Illegal gangmaster trade has been directly sanctioned by the Italian legal system since the introduction of article 603 bis into the Italian penal code with Legislative Decree no. 138/2011, converted into law (law n. 148/2011), and lastly with law. 199/2016.
Specifically, article 603 bis of the penal code punishes whoever:
- Recruits workers for the purpose of assigning them to work for third parties under exploitative conditions, taking advantage of the workers' state of need;
- Uses, hires, or employs labor, including through the brokering activity referred to in No. 1), subjecting workers to exploitative conditions and taking advantage of their state of need (2).
Article 603 bis states, therefore, that both the conduct of illegally recruiting workers and hiring illegally recruited workers are subject to criminal sanctions. However, for the configuration of the crime in case, it is required that the conduct takes advantage of the “state of need” of the workers. In this respect, the jurisprudence of the Supreme Court of Cassation (see Cass. Pen. 25 January 2007, n. 2841) has defined a “state of need” as “any situation of weakness or of material or moral deficiency of the passive subject, suitable to condition his personal will” (3). Such a broad interpretation allows to include within the notion of “state of need” also difficult economic conditions that, though not necessarily translating into a real state of indigence, are such as to give rise to a permanent concern for the subject regarding its own socio-economic sphere.
The penalty provided by article 603 bis is imprisonment for a term of one to six years and a fine of 500 to 1,000 euros for each worker recruited; if the acts are committed by means of violence or threat, the penalty is imprisonment for a term of five to eight years and a fine of 1,000 to 2,000 euros for each worker recruited.

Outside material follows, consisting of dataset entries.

//! Image assets: keys, file paths and load bookkeeping
//!
//! The browser host loads every image in one batch (see
//! `platform::web::load_assets`) and records the outcome here. Drawing code
//! asks [`AssetCache::usable`] before emitting an image, so missing or broken
//! files are skipped instead of failing the frame.

use std::collections::HashMap;

use glam::Vec2;

use crate::consts::{DIGIT_COUNT, LETTER_COUNT, PATTERN_COUNT, PATTERN_FILES};
use crate::sim::balloon::Symbol;
use crate::sim::pump::PumpParts;

const ASSET_DIR: &str = "Graphics";

#[derive(Debug, Clone, Copy, PartialEq, Eq, Hash, PartialOrd, Ord)]
pub enum AssetKey {
    /// Balloon pattern, index into `PATTERN_FILES`
    Pattern(usize),
    Letter(u8),
    Digit(u8),
    PumpBody,
    PumpHandle,
    PumpInflator,
}

impl AssetKey {
    /// Every image the game uses, in load order
    pub fn all() -> Vec<AssetKey> {
        let mut keys = Vec::with_capacity(PATTERN_COUNT + (LETTER_COUNT + DIGIT_COUNT) as usize + 3);
        keys.extend((0..PATTERN_COUNT).map(AssetKey::Pattern));
        keys.extend((0..LETTER_COUNT).map(AssetKey::Letter));
        keys.extend((0..DIGIT_COUNT).map(AssetKey::Digit));
        keys.extend([
            AssetKey::PumpBody,
            AssetKey::PumpHandle,
            AssetKey::PumpInflator,
        ]);
        keys
    }

    pub fn for_symbol(symbol: Symbol) -> Self {
        match symbol {
            Symbol::Letter(i) => AssetKey::Letter(i),
            Symbol::Digit(i) => AssetKey::Digit(i),
        }
    }

    /// Path relative to the page
    pub fn path(&self) -> String {
        match *self {
            AssetKey::Pattern(i) => {
                let file = PATTERN_FILES[i % PATTERN_COUNT];
                format!("{ASSET_DIR}/ballon_pattern{file}.png")
            }
            AssetKey::Letter(i) => format!("{ASSET_DIR}/Symbol {}.png", 10000 + i as u32),
            AssetKey::Digit(i) => format!("{ASSET_DIR}/{i}.png"),
            AssetKey::PumpBody => format!("{ASSET_DIR}/pumpbody.png"),
            AssetKey::PumpHandle => format!("{ASSET_DIR}/pump_handle.png"),
            AssetKey::PumpInflator => format!("{ASSET_DIR}/pump_inflator.png"),
        }
    }
}

/// Natural pixel size of a decoded image
#[derive(Debug, Clone, Copy, PartialEq, Eq)]
pub struct ImageInfo {
    pub width: u32,
    pub height: u32,
}

impl ImageInfo {
    pub fn size(&self) -> Vec2 {
        Vec2::new(self.width as f32, self.height as f32)
    }

    /// Largest side; images are scaled to fit a target by this
    pub fn max_side(&self) -> f32 {
        self.width.max(self.height) as f32
    }
}

#[derive(Debug, Clone, Copy, PartialEq, Eq)]
pub enum AssetStatus {
    Pending,
    Ready(ImageInfo),
    Failed,
}

/// Decoded RGBA8 pixels, ready for texture upload
#[derive(Debug, Clone)]
pub struct ImageData {
    pub key: AssetKey,
    pub width: u32,
    pub height: u32,
    pub rgba: Vec<u8>,
}

impl ImageData {
    pub fn info(&self) -> ImageInfo {
        ImageInfo {
            width: self.width,
            height: self.height,
        }
    }
}

/// Batch load progress; failures count as settled
#[derive(Debug, Clone, Copy, PartialEq, Eq, Default)]
pub struct LoadProgress {
    pub settled: usize,
    pub failed: usize,
    pub total: usize,
}

impl LoadProgress {
    pub fn is_complete(&self) -> bool {
        self.settled >= self.total
    }
}

#[derive(Debug, Clone)]
pub struct AssetCache {
    entries: HashMap<AssetKey, AssetStatus>,
}

impl Default for AssetCache {
    fn default() -> Self {
        Self::new()
    }
}

impl AssetCache {
    /// Every known key, all pending
    pub fn new() -> Self {
        Self {
            entries: AssetKey::all()
                .into_iter()
                .map(|key| (key, AssetStatus::Pending))
                .collect(),
        }
    }

    pub fn mark_ready(&mut self, key: AssetKey, info: ImageInfo) {
        self.entries.insert(key, AssetStatus::Ready(info));
    }

    pub fn mark_failed(&mut self, key: AssetKey) {
        log::warn!("Failed to load: {}", key.path());
        self.entries.insert(key, AssetStatus::Failed);
    }

    pub fn status(&self, key: AssetKey) -> AssetStatus {
        self.entries
            .get(&key)
            .copied()
            .unwrap_or(AssetStatus::Pending)
    }

    /// Loaded with a non-zero natural size
    pub fn usable(&self, key: AssetKey) -> bool {
        self.info(key).is_some()
    }

    pub fn info(&self, key: AssetKey) -> Option<ImageInfo> {
        match self.status(key) {
            AssetStatus::Ready(info) if info.width > 0 && info.height > 0 => Some(info),
            _ => None,
        }
    }

    pub fn progress(&self) -> LoadProgress {
        let mut progress = LoadProgress {
            total: self.entries.len(),
            ..LoadProgress::default()
        };
        for status in self.entries.values() {
            match status {
                AssetStatus::Pending => {}
                AssetStatus::Ready(_) => progress.settled += 1,
                AssetStatus::Failed => {
                    progress.settled += 1;
                    progress.failed += 1;
                }
            }
        }
        progress
    }

    pub fn is_complete(&self) -> bool {
        self.progress().is_complete()
    }

    /// Natural sizes of the pump images that loaded
    pub fn pump_parts(&self) -> PumpParts {
        PumpParts {
            body: self.info(AssetKey::PumpBody).map(|i| i.size()),
            handle: self.info(AssetKey::PumpHandle).map(|i| i.size()),
            inflator: self.info(AssetKey::PumpInflator).map(|i| i.size()),
        }
    }
}

#[cfg(test)]
mod tests {
    use super::*;

    #[test]
    fn test_paths() {
        assert_eq!(AssetKey::Pattern(0).path(), "Graphics/ballon_pattern1.png");
        assert_eq!(AssetKey::Pattern(5).path(), "Graphics/ballon_pattern7.png");
        assert_eq!(AssetKey::Letter(0).path(), "Graphics/Symbol 10000.png");
        assert_eq!(AssetKey::Letter(25).path(), "Graphics/Symbol 10025.png");
        assert_eq!(AssetKey::Digit(3).path(), "Graphics/3.png");
        assert_eq!(AssetKey::PumpBody.path(), "Graphics/pumpbody.png");
    }

    #[test]
    fn test_all_keys_unique() {
        let keys = AssetKey::all();
        assert_eq!(keys.len(), 49);
        let cache = AssetCache::new();
        assert_eq!(cache.progress().total, 49);
    }

    #[test]
    fn test_usable_needs_ready_and_nonzero() {
        let mut cache = AssetCache::new();
        assert!(!cache.usable(AssetKey::Digit(1)));

        cache.mark_ready(AssetKey::Digit(1), ImageInfo { width: 0, height: 10 });
        assert!(!cache.usable(AssetKey::Digit(1)));

        cache.mark_ready(AssetKey::Digit(1), ImageInfo { width: 8, height: 10 });
        assert!(cache.usable(AssetKey::Digit(1)));

        cache.mark_failed(AssetKey::Digit(2));
        assert!(!cache.usable(AssetKey::Digit(2)));
    }

    #[test]
    fn test_progress_counts_failures_as_settled() {
        let mut cache = AssetCache::new();
        let keys = AssetKey::all();
        for (i, key) in keys.iter().enumerate() {
            assert!(!cache.is_complete());
            if i % 2 == 0 {
                cache.mark_failed(*key);
            } else {
                cache.mark_ready(*key, ImageInfo { width: 4, height: 4 });
            }
        }
        let progress = cache.progress();
        assert!(progress.is_complete());
        assert_eq!(progress.failed, 25);
    }

    #[test]
    fn test_pump_parts_only_for_loaded_images() {
        let mut cache = AssetCache::new();
        cache.mark_ready(AssetKey::PumpBody, ImageInfo { width: 300, height: 400 });
        cache.mark_failed(AssetKey::PumpHandle);
        let parts = cache.pump_parts();
        assert_eq!(parts.body, Some(Vec2::new(300.0, 400.0)));
        assert_eq!(parts.handle, None);
        assert_eq!(parts.inflator, None);
    }
}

The fashion industry has faced numerous accusations of gangmastering, given that some of the biggest brands produce clothes in countries where labor costs are low.
As a matter of fact, gangmastering in the world of fashion can manifest itself in several ways. A common means of exploitation is tied to the notion of subcontracting. With the latter, brands can subcontract their production to factories that then subcontract to smaller workshops or home workers, creating a complex supply chain that makes oversight and accountability difficult. This fragmentation can lead to exploitation as each layer seeks to reduce costs and maximize profits.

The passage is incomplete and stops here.